Communication is key
Together with the client, we decide on the best way to organise communication throughout the project. Usually, I prefer tools that the client is already using; immediacy and familiarity are often more important than the software itself. At Taiste, we use Slack for both our internal communication and many of our customer projects, but since Bayer had a long history with Teams, it was the better option in this case.
Besides instant messaging, Bayer could see the design work in action and comment on it in real-time within the online prototyping tool Figma. Throughout the process, we also held weekly meetings with the customer, sometimes remotely and other times in person. More extensive workshops also took place whenever necessary.
The main roles of communication are engaging the customer in the creative process and decision-making – as well as keeping them up to date. Nasty surprises are the enemy of good customer relations; transparency, responsibility and close co-operation are the opposite of that.
The same holds true with budget updates, too. The client should always be up to date with our current tasks and the time spent. Moreover, it is the project manager’s duty to consult them when it comes to critical decisions. A key tool we use in regards to all this is Harvest. It allows us to track our work in real-time and send detailed, easy-to-read reports to our clients.

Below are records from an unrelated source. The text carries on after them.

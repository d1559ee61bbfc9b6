use std::sync::Arc;

use async_trait::async_trait;
use chrono::Utc;
use uuid::Uuid;

use lectio_domain::{
    classify, AttemptRecord, AttemptStore, AudioChunk, ComparisonReport, LanguageTag,
    TranscriptionPort, TranscriptionRequest,
};

use crate::{ApplicationError, EvaluateReadingRequest, EvaluateReadingResponse};

#[async_trait]
pub trait EvaluationUseCase: Send + Sync {
    async fn evaluate(
        &self,
        request: EvaluateReadingRequest,
    ) -> Result<EvaluateReadingResponse, ApplicationError>;
}

pub struct EvaluationUseCaseImpl {
    transcription: Arc<dyn TranscriptionPort>,
    attempts: Arc<dyn AttemptStore>,
    sample_rate_hz: u32,
}

impl EvaluationUseCaseImpl {
    pub fn new(
        transcription: Arc<dyn TranscriptionPort>,
        attempts: Arc<dyn AttemptStore>,
        sample_rate_hz: u32,
    ) -> Self {
        Self {
            transcription,
            attempts,
            sample_rate_hz,
        }
    }
}

#[async_trait]
impl EvaluationUseCase for EvaluationUseCaseImpl {
    async fn evaluate(
        &self,
        request: EvaluateReadingRequest,
    ) -> Result<EvaluateReadingResponse, ApplicationError> {
        let EvaluateReadingRequest {
            target_text,
            samples,
            sample_rate_hz,
            language,
            session_id,
            strip_diacritics,
        } = request;

        let language = parse_language(&language)?;
        let session_id = session_id.unwrap_or_else(|| Uuid::new_v4().to_string());
        let strip_diacritics =
            strip_diacritics.unwrap_or_else(|| language.strips_diacritics_by_default());

        tracing::debug!(
            sample_count = samples.len(),
            sample_rate_hz = sample_rate_hz.unwrap_or(self.sample_rate_hz),
            language = language.as_str(),
            session_id = %session_id,
            strip_diacritics,
            "starting reading evaluation"
        );

        let transcription = self
            .transcription
            .transcribe(TranscriptionRequest {
                language,
                audio: AudioChunk {
                    sample_rate_hz: sample_rate_hz.unwrap_or(self.sample_rate_hz),
                    samples,
                },
            })
            .await?
            .text;

        let report = ComparisonReport::build(&target_text, &transcription, strip_diacritics);
        let similarity_percentage = round_to_two_decimals(report.similarity_percentage);
        let feedback = classify(similarity_percentage, language);

        self.attempts
            .record(AttemptRecord {
                language,
                audio_ref: session_id.clone(),
                similarity: similarity_percentage,
                feedback: feedback.text.clone(),
                created_at: Utc::now(),
            })
            .await?;

        let response = EvaluateReadingResponse {
            session_id,
            transcription,
            similarity_percentage,
            feedback: feedback.text,
            common_word_count: report.common_count,
            missing_word_count: report.missing_count,
            extra_word_count: report.extra_count,
            diff: report.entries,
        };

        tracing::debug!(
            similarity_percentage = response.similarity_percentage,
            common_word_count = response.common_word_count,
            missing_word_count = response.missing_word_count,
            extra_word_count = response.extra_word_count,
            "reading evaluation completed"
        );

        Ok(response)
    }
}

fn parse_language(value: &str) -> Result<LanguageTag, ApplicationError> {
    match value.to_ascii_lowercase().as_str() {
        "ar" => Ok(LanguageTag::Ar),
        "fr" => Ok(LanguageTag::Fr),
        other => Err(ApplicationError::Validation(format!(
            "unsupported language `{other}`; expected `ar` or `fr`"
        ))),
    }
}

fn round_to_two_decimals(value: f64) -> f64 {
    (value * 100.0).round() / 100.0
}
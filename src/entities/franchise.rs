use chrono::{DateTime, Utc};
use rust_decimal::Decimal;
use sea_orm::entity::prelude::*;
use serde::{Deserialize, Serialize};
use uuid::Uuid;

/// A franchise service area: an ordered polygon ring (JSON array of
/// `{lat, lng}` vertices, implicitly closed) plus distance-based pricing.
#[derive(Clone, Debug, PartialEq, DeriveEntityModel, Serialize, Deserialize)]
#[sea_orm(table_name = "franchises")]
pub struct Model {
    #[sea_orm(primary_key, auto_increment = false)]
    pub id: Uuid,

    pub name: String,
    #[sea_orm(column_type = "Json")]
    pub polygon: Json,
    pub free_delivery_radius_km: Decimal,
    pub charge_per_extra_km: Decimal,
    pub total_delivery_radius_km: Decimal,
    pub is_active: bool,
    pub created_at: DateTime<Utc>,
    pub updated_at: Option<DateTime<Utc>>,
}

#[derive(Copy, Clone, Debug, EnumIter, DeriveRelation)]
pub enum Relation {
    #[sea_orm(has_many = "super::subscription_order::Entity")]
    SubscriptionOrders,
}

impl Related<super::subscription_order::Entity> for Entity {
    fn to() -> RelationDef {
        Relation::SubscriptionOrders.def()
    }
}

impl ActiveModelBehavior for ActiveModel {}
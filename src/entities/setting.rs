use chrono::{DateTime, Utc};
use sea_orm::entity::prelude::*;
use serde::{Deserialize, Serialize};

/// Single-row mutable operational configuration. Lifecycle operations read
/// this at call time; it is never cached as a process global.
#[derive(Clone, Debug, PartialEq, Eq, DeriveEntityModel, Serialize, Deserialize)]
#[sea_orm(table_name = "settings")]
pub struct Model {
    #[sea_orm(primary_key, auto_increment = false)]
    pub id: i32,

    /// `H:MM AM/PM` wall-clock time after which same-day pauses are rejected.
    pub pause_cutoff_time: String,
    pub updated_at: DateTime<Utc>,
}

#[derive(Copy, Clone, Debug, EnumIter, DeriveRelation)]
pub enum Relation {}

impl ActiveModelBehavior for ActiveModel {}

So… is this Kanban, Scrum or something else?
It is difficult to write about project management in modern software development without mentioning the most common approaches of today. Terms such as Agile, Scrum, Kanban, DevOps, Lean, SAFe are among ones that every Project Manager should be familiar with. Some of these are clearly defined frameworks (Scrum, SAFe), while others (Agile, DevOps) are based on a collection of methods with common traits.
At Taiste, we do not follow any specific method to the letter. Instead, our agile philosophy is best described as a flexible combination of tried and tested approaches.
In our projects, I see values from the agile manifesto (individuals and co-operation, the ability to react quickly to feedback and changes). On the other hand, there is a lot of practical influence from Scrum’s way of approaching transparency and organisation of work. Another important aspect for us is Kanban’s way of visualising the work process and limiting simultaneous work in progress.
This takes us back to the question presented in the title of this article: how do we approach project management? In short, our way of working is an ever-evolving combination of best practices in the field with our own tweaks. It is characterised by the desire to allow flexibility for each project depending on their unique traits, as well as learn something new from each one and then apply that knowledge. In the rapidly changing field of software development, methods and processes should evolve together with the company and its people.